Task: Beginning with the first line of the data below, extract each line up to and including the one containing "use std::io::Write;". Copy them exactly and add nothing.

Records for the exercise:

#![cfg_attr(target_os = "none", no_std)]
#![cfg_attr(target_os = "none", no_main)]

#[cfg(baremetal)]
#[macro_use]
mod debug;

use core::fmt::Write;
use xous::String;

#[cfg(not(target_os = "none"))]
mod implementation {
    use core::fmt::{Error, Write};
    use std::sync::mpsc::{channel, Receiver, Sender};

    enum ControlMessage {
        Text(String),
        Byte(u8),
        Exit,
    }

    pub struct Output {
        tx: Sender<ControlMessage>,
        rx: Receiver<ControlMessage>,
        stdout: std::io::Stdout,
    }

    pub fn init() -> Output {
        let (tx, rx) = channel();

        Output {
            tx,
            rx,
            stdout: std::io::stdout(),
        }
    }

    impl Output {
        pub fn run(&mut self) {
            use std::io::Write;
            loop {
                match self.rx.recv_timeout(std::time::Duration::from_millis(50)) {
                    Ok(msg) => match msg {
                        ControlMessage::Exit => break,
                        ControlMessage::Text(s) => print!("{}", s),
                        ControlMessage::Byte(s) => {
                            let mut handle = self.stdout.lock();
                            handle.write_all(&[s]).unwrap();
                        }
                    },
                    Err(std::sync::mpsc::RecvTimeoutError::Timeout) => {}
                    Err(e) => panic!("Error: {}", e),
                }
            }
        }

        pub fn get_writer(&self) -> OutputWriter {
            OutputWriter {
                tx: self.tx.clone(),
            }
        }
    }

    impl Drop for Output {
        fn drop(&mut self) {
            self.tx.send(ControlMessage::Exit).unwrap();
        }
    }

    impl Write for Output {
        fn write_str(&mut self, s: &str) -> Result<(), Error> {
            // It would be nice if this worked with &str
            self.tx.send(ControlMessage::Text(s.to_owned())).unwrap();
            Ok(())
        }
    }

    pub struct OutputWriter {
        tx: Sender<ControlMessage>,
    }

    impl OutputWriter {
        pub fn putc(&self, c: u8) {
            self.tx.send(ControlMessage::Byte(c)).unwrap();
        }
    }

    impl Write for OutputWriter {
        fn write_str(&mut self, s: &str) -> Result<(), Error> {
            // It would be nice if this worked with &str
            self.tx.send(ControlMessage::Text(s.to_owned())).unwrap();
            Ok(())
        }
    }
}

#[cfg(target_os = "none")]
mod implementation {
    use core::fmt::{Error, Write};
    use utralib::generated::*;

    pub struct Output {}

    pub fn init() -> Output {
        if cfg!(feature = "logging") {
            let uart = xous::syscall::map_memory(
                xous::MemoryAddress::new(utra::console::HW_CONSOLE_BASE),
                None,
                4096,
                xous::MemoryFlags::R | xous::MemoryFlags::W,
            )
            .expect("couldn't map serial port");
            unsafe { crate::debug::DEFAULT_UART_ADDR = uart.as_mut_ptr() as _ };
            println!("Mapped UART @ {:08x}", uart.addr.get());

            println!("Process: map success!");
            crate::debug::DEFAULT.enable_rx();

            println!("Allocating IRQ...");
            xous::syscall::claim_interrupt(
                utra::console::CONSOLE_IRQ,
                handle_irq,
                core::ptr::null_mut::<usize>(),
            )
            .expect("couldn't claim interrupt");
            println!("Claimed IRQ {}", utra::console::CONSOLE_IRQ);
        }
        Output {}
    }

    impl Output {
        pub fn get_writer(&self) -> OutputWriter {
            OutputWriter {}
        }

        pub fn run(&mut self) {
            loop {
                xous::wait_event();
            }
        }
    }

    fn handle_irq(irq_no: usize, arg: *mut usize) {
        if cfg!(feature = "logging") {
            print!("Handling IRQ {} (arg: {:08x}): ", irq_no, arg as usize);

            while let Some(c) = crate::debug::DEFAULT.getc() {
                print!("0x{:02x}", c);
            }
            println!();
        }
    }

    pub struct OutputWriter {}

    impl OutputWriter {
        pub fn putc(&self, c: u8) {
            if cfg!(feature = "logging") {
                let mut uart_csr = CSR::new(unsafe { crate::debug::DEFAULT_UART_ADDR as *mut u32 });

                // Wait until TXFULL is `0`
                while uart_csr.r(utra::uart::TXFULL) != 0 {}
                uart_csr.wo(utra::uart::RXTX, c as u32);
            }
        }
    }

    impl Write for OutputWriter {
        fn write_str(&mut self, s: &str) -> Result<(), Error> {
            for c in s.bytes() {
                self.putc(c);
                if c == '\n' as u8 {
                    self.putc('\r' as u8);
                }
            }
            Ok(())
        }
    }
}

fn handle_scalar(
    output: &mut implementation::OutputWriter,
    sender: xous::MessageSender,
    msg: &xous::ScalarMessage,
    sender_pid: xous::PID,
) {
    match msg.id {
        1000 => writeln!(output, "PANIC from PID {} | {}", sender_pid, sender).unwrap(),
        1100 => (),
        1101..=1132 => {
            let mut output_bfr = [0u8; core::mem::size_of::<usize>() * 4];
            let output_iter = output_bfr.iter_mut();

            // Combine the four arguments to form a single
            // contiguous buffer. Note: The buffer size will change
            // depending on the platfor's `usize` length.
            let arg1_bytes = msg.arg1.to_le_bytes();
            let arg2_bytes = msg.arg2.to_le_bytes();
            let arg3_bytes = msg.arg3.to_le_bytes();
            let arg4_bytes = msg.arg4.to_le_bytes();
            let input_iter = arg1_bytes
                .iter()
                .chain(arg2_bytes.iter())
                .chain(arg3_bytes.iter())
                .chain(arg4_bytes.iter());
            for (dest, src) in output_iter.zip(input_iter) {
                *dest = *src;
            }
            let total_chars = msg.id - 1100;
            for (idx, c) in output_bfr.iter().enumerate() {
                if idx >= total_chars {
                    break;
                }
                output.putc(*c);
            }
        }
        1200 => writeln!(output, "Terminating process").unwrap(),
        _ => writeln!(
            output,
            "Unrecognized scalar message from {}: {:#?}",
            sender, msg
        )
        .unwrap(),
    }
}

fn reader_thread(mut output: implementation::OutputWriter) {
    writeln!(output, "LOG: Xous Logging Server starting up...").unwrap();

    writeln!(output, "LOG: ****************************************************************").unwrap();
    // time stamp isn't actually the time stamp of the build, unfortunately. It's the time stamp of the
    // last time you managed to force a rebuild that also causes log-server to be rebuilt, not necessarily
    // capturing the build time of the very most recent change!
    // writeln!(output, "LOG: *** Built: {:49} ***", env!("VERGEN_BUILD_TIMESTAMP")).unwrap();
    writeln!(output, "LOG: ****************************************************************").unwrap();
    let server_addr = xous::create_server_with_address(b"xous-log-server ").unwrap();
    writeln!(output, "LOG: Server listening on address {:?}", server_addr).unwrap();

    let mut counter: usize = 0;
    loop {
        if counter.trailing_zeros() >= 12 {
            writeln!(output, "LOG: Counter tick: {}", counter).unwrap();
        }
        counter += 1;
        // writeln!(output, "LOG: Waiting for an event...").unwrap();
        let mut envelope =
            xous::syscall::receive_message(server_addr).expect("couldn't get address");
        let sender = envelope.sender;
        // writeln!(output, "LOG: Got message envelope: {:?}", envelope).unwrap();
        match &mut envelope.body {
            xous::Message::Scalar(msg) => handle_scalar(&mut output, sender, msg, envelope.sender.pid().unwrap()),
            xous::Message::BlockingScalar(msg) => {
                writeln!(
                    output,
                    "LOG: BlockingScalar message from {}: {:?}",
                    envelope.sender, msg
                )
                .unwrap();
            }
            xous::Message::Move(msg) => {
                String::<4000>::from_message(msg)
                    .map(|log_entry: String<4000>| {
                        writeln!(
                            output,
                            "LOG: Moved log  message from {}: {}",
                            sender, log_entry
                        )
                        .unwrap()
                    })
                    .or_else(|e| {
                        writeln!(output, "LOG: unable to convert Move message to str: {}", e)
                    })
                    .ok();
            }
            xous::Message::Borrow(msg) => {
                String::<4000>::from_message(msg)
                    .map(|log_entry: String<4000>| writeln!(output, "{}", log_entry).unwrap())
                    .or_else(|e| {
                        writeln!(
                            output,
                            "LOG: unable to convert Borrow message to str: {}",
                            e
                        )
                    })
                    .ok();
            }
            xous::Message::MutableBorrow(msg) => {
                String::<4000>::from_message(msg)
                    .map(|mut log_entry: String<4000>| {
                        writeln!(
                            output,
                            "LOG: Mutable borrowed log message from {} len {}:\n\r  {}\n\r",
                            sender,
                            log_entry.len(),
                            log_entry,
                        )
                        .unwrap();
                        writeln!(log_entry, " << HELLO FROM THE SERVER").unwrap();
                    })
                    .or_else(|e| {
                        writeln!(
                            output,
                            "LOG: unable to convert MutableBorrow message to str: {}",
                            e
                        )
                    })
                    .ok();
            }
        }
    }
}

fn writer_thread(_ignored: usize) {
    let mut counter = 0;
    loop {
        let conn = xous::connect(xous::SID::from_bytes(b"xous-log-server ").unwrap()).unwrap();
        let mut buffer = xous::String::<4000>::new();
        write!(buffer, "Hello, myself! Loop: {}", counter).unwrap();
        buffer.lend(conn).unwrap();

        counter += 1;
    }
}

#[xous::xous_main]
fn test_main() -> ! {
    let mut output = implementation::init();
    let writer = output.get_writer();
    println!("LOG: my PID is {}", xous::process::id());
    println!("LOG: Creating the reader thread");
    xous::create_thread_simple(reader_thread, writer).unwrap();
    xous::create_thread_simple(writer_thread, 0usize).unwrap();
    println!("LOG: Running the output");
    output.run();
    loop {}
}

Output:
#![cfg_attr(target_os = "none", no_std)]
#![cfg_attr(target_os = "none", no_main)]

#[cfg(baremetal)]
#[macro_use]
mod debug;

use core::fmt::Write;
use xous::String;

#[cfg(not(target_os = "none"))]
mod implementation {
    use core::fmt::{Error, Write};
    use std::sync::mpsc::{channel, Receiver, Sender};

    enum ControlMessage {
        Text(String),
        Byte(u8),
        Exit,
    }

    pub struct Output {
        tx: Sender<ControlMessage>,
        rx: Receiver<ControlMessage>,
        stdout: std::io::Stdout,
    }

    pub fn init() -> Output {
        let (tx, rx) = channel();

        Output {
            tx,
            rx,
            stdout: std::io::stdout(),
        }
    }

    impl Output {
        pub fn run(&mut self) {
            use std::io::Write;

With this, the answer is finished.